Common indicators typically demonstrate either an increase in quantum yield or shifts in emission or excitation wavelength; for instance, the popular green fluorophore GCaMP6s shows strong red-shifted fluorescence when bound with calcium; other indicators, like the highly selective calcium sensor QCaMP-2, show a marked change in emission maximum wavelength at 525nm when Ca2+ binds, making them suitable for applications like confocal laser scanning microscopy.
Recently, genetically encoded calcium indicators (GECIs) have become an invaluable asset to assay workflows and increasing precision. These GECIs can be expressed stably in mammalian cells to detect calcium flux events without needing cell lysis or preparation for analysis.
GECIs are great for keeping track of how drugs change the concentration and flow of Ca2+ because they give accurate readings of both the rate of influx and accumulation. This is important because a faster Ca2+ transient, with its activation of downstream signalling pathways, may provide a more relevant indication of pharmacological activity than the slower Ca2+ influx and decay seen with synthetic indicators.
Genetically encoded calcium indicators
Genetically encoded calcium indicators (GECIs) have proven an invaluable asset in imaging calcium signaling. Utilising fluorescent proteins as reporters, GECIs have become one of the primary approaches for understanding calcium signalling (17). One such GECI was aequorin, purified from Aequorea Victoria jellyfish and introduced into cells during experiments conducted in the 1970s (17). Aequorin required coelenterazine as a substrate to produce its luminescent signal; when calcium-bound, this caused coelenterazine to oxidise, further producing fluorescent light that could be detected using charge-coupled devices (CCDs).
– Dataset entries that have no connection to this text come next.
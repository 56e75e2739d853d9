mod config;
mod routes;

use config::{HostConfig, HostError};

#[tokio::main]
async fn main() {
    tracing_subscriber::fmt::init();

    if let Err(e) = run().await {
        tracing::error!(error = %e, "cdn-explorer stopped");
        std::process::exit(1);
    }
}

async fn run() -> Result<(), HostError> {
    // A missing .env is the normal case outside local development.
    if let Err(e) = dotenvy::dotenv() {
        tracing::debug!(error = %e, "no .env loaded");
    }

    let config = HostConfig::from_env()?;
    let app = routes::app(&config)?;

    let addr = config.bind_addr();
    let listener = tokio::net::TcpListener::bind(addr)
        .await
        .map_err(|source| HostError::Bind { addr, source })?;

    tracing::info!(port = config.port, "cdn-explorer listening");
    axum::serve(listener, app).await.map_err(HostError::Serve)
}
GECIs may also be combined with green fluorescent protein (GFP) or its variants eGFP, YFP, and CFP in order to simultaneously report on both Ca2+ levels and other biological events such as cell target phosphorylation and transport of vesicles. Researchers can direct GECIs towards subcellular organelles like mitochondria.
Most GECIs operate via fluorescence resonance energy transfer (FRET). Calcium binding to an indicator protein causes conformational changes that cause FRET, leading to an increase in fluorescence. There are multiple available GECIs with red-shifted emission spectra that allow measurements in deep tissues.
Calcium indicators also include small molecules that chelate calcium ions with high selectivity for calcium over magnesium (Mg2+). Chemical indicators include EGTA homologues like fura-2, indo-1, and fluo-3, as well as the more powerful emission-shifted fluo-4; all can be used to monitor cell-cytosolic calcium concentration, typically 10-100 nM at rest but able to increase by 100x+ upon stimulation; they’re widely employed in GPCR receptor pharmacology research studies.